ROWLANDS, GRIFFITH (1761 - 1828), surgeon

Name: Griffith Rowlands
Date of birth: 1761
Date of death: 1828
Gender: Male
Occupation: surgeon
Area of activity: Medicine
Author: Melfyn Richard Williams

born in the parish of Llanfair near Harlech, Meironnydd on 9 April 1761. Having spent his apprenticeship as a surgeon in Liverpool, he succeeded in obtaining a place at St. Bartholomew's Hospital, London. Following completion of seven years of medical education, he was accepted, on 1 August 1782, as a member of the Company of Surgeons, the predecessor of the Royal College of Surgeons. He was a house surgeon in the hospital in London for two years before establishing himself as a surgeon in Chester. In 1785 he was appointed surgeon to the city hospital, a post he occupied for 43 years.
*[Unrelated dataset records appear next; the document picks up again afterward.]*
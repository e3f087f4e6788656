//! Full-screen cellular animations.
//!
//! An effect is a grid simulation ([`CellularEffect`]) driven by an
//! [`EffectSession`], which owns the background loop, the deadline and the
//! terminal cleanup. Sessions follow the same lifecycle as spinners.

mod fire;
mod matrix;

pub use fire::{heat_glyph, heat_key, FireEffect, FireOptions, FIRE_GLYPHS, MAX_HEAT};
pub use matrix::{MatrixRain, MatrixRainOptions};

use std::io;
use std::sync::Arc;
use std::time::Duration;

use parking_lot::{Condvar, Mutex};
use rand::rngs::StdRng;
use rand::SeedableRng;

use super::session::{SessionId, SessionState, SessionStatus, SpeedFactor};
use super::ticker::{TickFlow, Ticker};
use super::{AnimationError, STOP_JOIN_BOUND};
use crate::lifecycle::{ActiveSessions, Stoppable};
use crate::terminal::{best_effort, Renderer};

/// Default time between effect frames at speed 1.0.
pub const DEFAULT_EFFECT_INTERVAL: Duration = Duration::from_millis(100);

/// A grid simulation that can be advanced and drawn.
pub trait CellularEffect: Send + 'static {
    /// Short name for logs and thread names.
    fn name(&self) -> &'static str;

    /// Advance the simulation by one tick.
    fn step(&mut self, rng: &mut StdRng);

    /// Paint the current state.
    fn draw(&self, renderer: &dyn Renderer) -> io::Result<()>;
}

/// Random source for an effect: seeded when reproducibility matters.
pub fn effect_rng(seed: Option<u64>) -> StdRng {
    match seed {
        Some(seed) => StdRng::seed_from_u64(seed),
        None => StdRng::from_rng(&mut rand::rng()),
    }
}

/// Timing for an effect run, before speed scaling.
#[derive(Debug, Clone, Copy)]
pub struct EffectTiming {
    /// Wall time the effect runs for.
    pub duration: Duration,
    /// Time between frames.
    pub interval: Duration,
    /// Divides both `duration` and `interval`.
    pub speed: SpeedFactor,
}

impl EffectTiming {
    /// Run for `duration` at the default frame rate and speed.
    pub fn new(duration: Duration) -> Self {
        Self {
            duration,
            interval: DEFAULT_EFFECT_INTERVAL,
            speed: SpeedFactor::default(),
        }
    }

    /// Same timing at a different speed.
    pub fn with_speed(mut self, speed: SpeedFactor) -> Self {
        self.speed = speed;
        self
    }
}

struct EffectCore {
    id: SessionId,
    name: &'static str,
    status: SessionStatus,
    renderer: Arc<dyn Renderer>,
    sessions: Arc<ActiveSessions>,
    ticker: Mutex<Option<Arc<Ticker>>>,
    settled: Mutex<()>,
    stopped: Condvar,
}

impl EffectCore {
    /// Block until whichever thread is stopping the session has finished.
    fn wait_stopped(&self) {
        let mut settled = self.settled.lock();
        while self.status.get() != SessionState::Stopped {
            self.stopped.wait(&mut settled);
        }
    }

    fn shutdown(&self) {
        if self.status.advance(SessionState::Created, SessionState::Stopped) {
            return;
        }
        if !self.status.advance(SessionState::Running, SessionState::Stopping) {
            return;
        }

        let ticker = self.ticker.lock().take();
        if let Some(ticker) = ticker {
            if !ticker.halt(STOP_JOIN_BOUND) {
                tracing::warn!(id = %self.id, effect = self.name, "effect thread did not stop in time, detaching");
            }
        }

        best_effort("show_cursor", self.renderer.show_cursor());
        best_effort("clear_screen", self.renderer.clear_screen());
        best_effort("flush", self.renderer.flush());
        self.sessions.deregister(self.id);
        {
            let _settled = self.settled.lock();
            self.status.advance(SessionState::Stopping, SessionState::Stopped);
            self.stopped.notify_all();
        }
        tracing::debug!(id = %self.id, effect = self.name, "effect stopped");
    }
}

impl Stoppable for EffectCore {
    fn session_id(&self) -> SessionId {
        self.id
    }

    fn stop(&self) {
        self.shutdown();
    }

    fn kind(&self) -> &'static str {
        self.name
    }
}

/// Runs a [`CellularEffect`] until its deadline or until stopped.
///
/// Dropping the session stops it and clears the screen.
pub struct EffectSession {
    core: Arc<EffectCore>,
    pending: Mutex<Option<(Box<dyn CellularEffect>, StdRng)>>,
    deadline: Duration,
    interval: Duration,
}

impl EffectSession {
    /// Prepare a run. Nothing is drawn until [`EffectSession::start`].
    pub fn new(
        effect: impl CellularEffect,
        rng: StdRng,
        timing: EffectTiming,
        renderer: Arc<dyn Renderer>,
        sessions: Arc<ActiveSessions>,
    ) -> Self {
        Self {
            core: Arc::new(EffectCore {
                id: SessionId::next(),
                name: effect.name(),
                status: SessionStatus::new(),
                renderer,
                sessions,
                ticker: Mutex::new(None),
                settled: Mutex::new(()),
                stopped: Condvar::new(),
            }),
            pending: Mutex::new(Some((Box::new(effect), rng))),
            deadline: timing.speed.scale(timing.duration),
            interval: timing.speed.scale(timing.interval),
        }
    }

    /// Hide the cursor and start the background loop.
    ///
    /// Same rules as [`crate::feedback::Spinner::start`]: a no-op unless
    /// freshly created, refused during shutdown.
    ///
    /// # Errors
    ///
    /// Returns [`AnimationError::Spawn`] if the thread cannot be created.
    pub fn start(&self) -> Result<(), AnimationError> {
        let core = &self.core;
        if !core.status.advance(SessionState::Created, SessionState::Running) {
            return Ok(());
        }
        let Some((mut effect, mut rng)) = self.pending.lock().take() else {
            return Ok(());
        };
        if !core.sessions.register(Arc::clone(core) as Arc<dyn Stoppable>) {
            tracing::debug!(id = %core.id, "shutdown in progress, effect not started");
            core.status.advance(SessionState::Running, SessionState::Stopped);
            return Ok(());
        }

        best_effort("hide_cursor", core.renderer.hide_cursor());

        let mut slot = core.ticker.lock();
        if !core.status.is_running() {
            drop(slot);
            tracing::debug!(id = %core.id, effect = core.name, "effect stopped while starting");
            best_effort("show_cursor", core.renderer.show_cursor());
            best_effort("flush", core.renderer.flush());
            return Ok(());
        }
        let looped = Arc::clone(core);
        let spawned = Ticker::spawn(
            &format!("termglow-{}", core.name),
            self.interval,
            Some(self.deadline),
            move |tick| {
                if !looped.status.is_running() {
                    return TickFlow::Break;
                }
                tracing::trace!(tick, "effect frame");
                effect.step(&mut rng);
                best_effort("draw", effect.draw(looped.renderer.as_ref()));
                best_effort("flush", looped.renderer.flush());
                TickFlow::Continue
            },
        );

        match spawned {
            Ok(ticker) => {
                *slot = Some(Arc::new(ticker));
                tracing::debug!(id = %core.id, effect = core.name, deadline = ?self.deadline, "effect started");
                Ok(())
            }
            Err(e) => {
                drop(slot);
                best_effort("show_cursor", core.renderer.show_cursor());
                core.sessions.deregister(core.id);
                core.status.advance(SessionState::Running, SessionState::Stopped);
                Err(e.into())
            }
        }
    }

    /// Start, block until the deadline passes or the session is stopped
    /// from elsewhere, then clean up.
    ///
    /// Returns only once the terminal has been restored, even when the
    /// cleanup is running on another thread.
    ///
    /// # Errors
    ///
    /// Returns [`AnimationError::Spawn`] if the thread cannot be created.
    pub fn run(&self) -> Result<(), AnimationError> {
        self.start()?;
        let ticker = self.core.ticker.lock().clone();
        if let Some(ticker) = ticker {
            ticker.wait();
        }
        self.stop();
        self.core.wait_stopped();
        Ok(())
    }

    /// Stop the loop, restore the cursor and clear the screen. Idempotent.
    pub fn stop(&self) {
        self.core.shutdown();
    }

    /// Current lifecycle state.
    pub fn state(&self) -> SessionState {
        self.core.status.get()
    }

    /// Session identity.
    pub fn id(&self) -> SessionId {
        self.core.id
    }

    /// Effective run time after speed scaling.
    pub fn deadline(&self) -> Duration {
        self.deadline
    }

    /// Effective frame interval after speed scaling.
    pub fn interval(&self) -> Duration {
        self.interval
    }
}

impl Drop for EffectSession {
    fn drop(&mut self) {
        self.core.shutdown();
    }
}
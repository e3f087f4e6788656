//! Background repaint loop shared by spinners and effects.

use std::io;
use std::sync::mpsc::{self, Receiver, RecvTimeoutError, Sender};
use std::thread::{self, JoinHandle};
use std::time::{Duration, Instant};

use parking_lot::Mutex;

/// What a tick callback wants the loop to do next.
#[derive(Debug, Clone, Copy, PartialEq, Eq)]
pub(crate) enum TickFlow {
    Continue,
    Break,
}

/// A named thread calling `tick` every `interval` until stopped.
///
/// Sleeping happens on a channel receive so a stop request wakes the
/// loop immediately instead of after the current interval. The loop
/// never sends on its completion channel; dropping the sender on exit
/// (including during unwinding) is the signal.
#[derive(Debug)]
pub(crate) struct Ticker {
    stop_tx: Mutex<Option<Sender<()>>>,
    done_rx: Mutex<Receiver<()>>,
    handle: Mutex<Option<JoinHandle<()>>>,
}

impl Ticker {
    /// Start the loop. The first tick runs immediately.
    ///
    /// With a `deadline`, the loop also ends once that much time has
    /// passed since spawn.
    pub(crate) fn spawn<F>(
        name: &str,
        interval: Duration,
        deadline: Option<Duration>,
        mut tick: F,
    ) -> io::Result<Self>
    where
        F: FnMut(usize) -> TickFlow + Send + 'static,
    {
        let (stop_tx, stop_rx) = mpsc::channel::<()>();
        let (done_tx, done_rx) = mpsc::channel::<()>();

        let handle = thread::Builder::new()
            .name(name.to_string())
            .spawn(move || {
                let _done = done_tx;
                let started = Instant::now();
                let mut tick_index = 0usize;
                loop {
                    if deadline.is_some_and(|d| started.elapsed() >= d) {
                        break;
                    }
                    if tick(tick_index) == TickFlow::Break {
                        break;
                    }
                    tick_index = tick_index.wrapping_add(1);

                    let wait = match deadline {
                        Some(d) => interval.min(d.saturating_sub(started.elapsed())),
                        None => interval,
                    };
                    match stop_rx.recv_timeout(wait) {
                        Err(RecvTimeoutError::Timeout) => {}
                        Ok(()) | Err(RecvTimeoutError::Disconnected) => break,
                    }
                }
            })?;

        Ok(Self {
            stop_tx: Mutex::new(Some(stop_tx)),
            done_rx: Mutex::new(done_rx),
            handle: Mutex::new(Some(handle)),
        })
    }

    /// Ask the loop to exit and wait at most `bound` for it.
    ///
    /// Returns false if the loop was still running when the bound
    /// expired; the thread is then left detached.
    pub(crate) fn halt(&self, bound: Duration) -> bool {
        drop(self.stop_tx.lock().take());
        let exited = match self.done_rx.try_lock_for(bound) {
            Some(rx) => !matches!(rx.recv_timeout(bound), Err(RecvTimeoutError::Timeout)),
            None => false,
        };
        if exited {
            self.join();
        }
        exited
    }

    /// Block until the loop ends on its own (deadline or `Break`).
    pub(crate) fn wait(&self) {
        {
            let rx = self.done_rx.lock();
            // Only ever returns Err: the loop never sends.
            let _ = rx.recv();
        }
        self.join();
    }

    fn join(&self) {
        if let Some(handle) = self.handle.lock().take() {
            if handle.join().is_err() {
                tracing::warn!("animation thread panicked");
            }
        }
    }
}

#[cfg(test)]
mod tests {
    use super::*;
    use std::sync::atomic::{AtomicUsize, Ordering};
    use std::sync::Arc;

    #[test]
    fn test_first_tick_is_immediate() {
        let ticks = Arc::new(AtomicUsize::new(0));
        let counter = Arc::clone(&ticks);
        let ticker = Ticker::spawn("test-tick", Duration::from_secs(60), None, move |_| {
            counter.fetch_add(1, Ordering::SeqCst);
            TickFlow::Continue
        })
        .unwrap();
        thread::sleep(Duration::from_millis(50));
        assert!(ticker.halt(Duration::from_millis(500)));
        assert_eq!(ticks.load(Ordering::SeqCst), 1);
    }

    #[test]
    fn test_halt_wakes_a_sleeping_loop() {
        let ticker = Ticker::spawn("test-halt", Duration::from_secs(60), None, |_| {
            TickFlow::Continue
        })
        .unwrap();
        let started = Instant::now();
        assert!(ticker.halt(Duration::from_millis(500)));
        assert!(started.elapsed() < Duration::from_secs(5));
    }

    #[test]
    fn test_break_ends_loop() {
        let ticker = Ticker::spawn("test-break", Duration::from_millis(1), None, |i| {
            if i >= 3 {
                TickFlow::Break
            } else {
                TickFlow::Continue
            }
        })
        .unwrap();
        ticker.wait();
    }

    #[test]
    fn test_deadline_ends_loop() {
        let ticker = Ticker::spawn(
            "test-deadline",
            Duration::from_millis(5),
            Some(Duration::from_millis(30)),
            |_| TickFlow::Continue,
        )
        .unwrap();
        let started = Instant::now();
        ticker.wait();
        assert!(started.elapsed() < Duration::from_secs(5));
    }

    #[test]
    fn test_halt_gives_up_on_stuck_tick() {
        let ticker = Ticker::spawn("test-stuck", Duration::from_millis(1), None, |_| {
            thread::sleep(Duration::from_millis(400));
            TickFlow::Continue
        })
        .unwrap();
        thread::sleep(Duration::from_millis(20));
        assert!(!ticker.halt(Duration::from_millis(10)));
    }

    #[test]
    fn test_halt_twice_is_harmless() {
        let ticker =
            Ticker::spawn("test-twice", Duration::from_millis(5), None, |_| TickFlow::Continue)
                .unwrap();
        assert!(ticker.halt(Duration::from_millis(500)));
        assert!(ticker.halt(Duration::from_millis(10)));
    }
}
//! termglow - spinners, progress bars and terminal effects.
//!
//! This is the main entry point for the termglow CLI tool.

use clap::Parser;
use termglow::cli::{Cli, CliResult, Commands, GlobalArgs};
use tracing_subscriber::EnvFilter;

/// Environment variable holding a tracing filter directive.
const LOG_ENV: &str = "TERMGLOW_LOG";

fn init_logging(global: &GlobalArgs) {
    let filter = EnvFilter::try_from_env(LOG_ENV)
        .unwrap_or_else(|_| EnvFilter::new(format!("termglow={}", global.log_level())));
    // Logs go to stderr so they never land on the animation line.
    let _ = tracing_subscriber::fmt()
        .with_env_filter(filter)
        .with_writer(std::io::stderr)
        .with_ansi(false)
        .with_target(false)
        .try_init();
}

fn run(cli: Cli) -> CliResult {
    let global = &cli.global;
    match cli.command {
        None => {
            println!("termglow - spinners, progress bars and terminal effects.");
            println!();
            println!("Run 'termglow --help' for available commands.");
            println!();
            println!("Quick start:");
            println!("  termglow spinner \"Loading\"   # Spin for three seconds");
            println!("  termglow progress --total 50  # Fill a progress bar");
            println!("  termglow matrix               # Digital rain");
            Ok(())
        }
        Some(cmd) => match cmd {
            Commands::Spinner(c) => c.execute(global),
            Commands::Progress(c) => c.execute(global),
            Commands::Multi(c) => c.execute(global),
            Commands::Matrix(c) => c.execute(global),
            Commands::Fire(c) => c.execute(global),
            Commands::Styles(c) => c.execute(),
            Commands::Config(c) => c.execute(global),
            Commands::Completions(c) => c.execute(),
        },
    }
}

fn main() -> std::process::ExitCode {
    let cli = Cli::parse();
    init_logging(&cli.global);

    match run(cli) {
        Ok(()) => std::process::ExitCode::SUCCESS,
        Err(e) => {
            tracing::debug!("command failed: {e:?}");
            eprintln!("\x1b[31mError:\x1b[0m {e}");
            std::process::ExitCode::FAILURE
        }
    }
}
Griffith Rowlands was one of the first in Europe to treat a broken hip by sawing away both ends of the bone each side of the fracture in order to seek a better bond - and that over fifty years before the time of anaesthetic. Under his treatment, the left thumb of Thomas Charles of Bala was amputated in 1799. The thumb had frozen as Thomas Charles travelled on a frosty night over the Migneint mountains between the counties of Caernarfon and Merioneth. With Rowlands's help also, a stone weighing two and a quarter ounces was removed from the gall bladder of Thomas Jones of Denbigh (1756 - 1820) in 1802.

Although he spent the greater part of his life in England, he never lost his knowledge of the Welsh language and he was prominent in the activities of the Chester Cymrodorion Soc.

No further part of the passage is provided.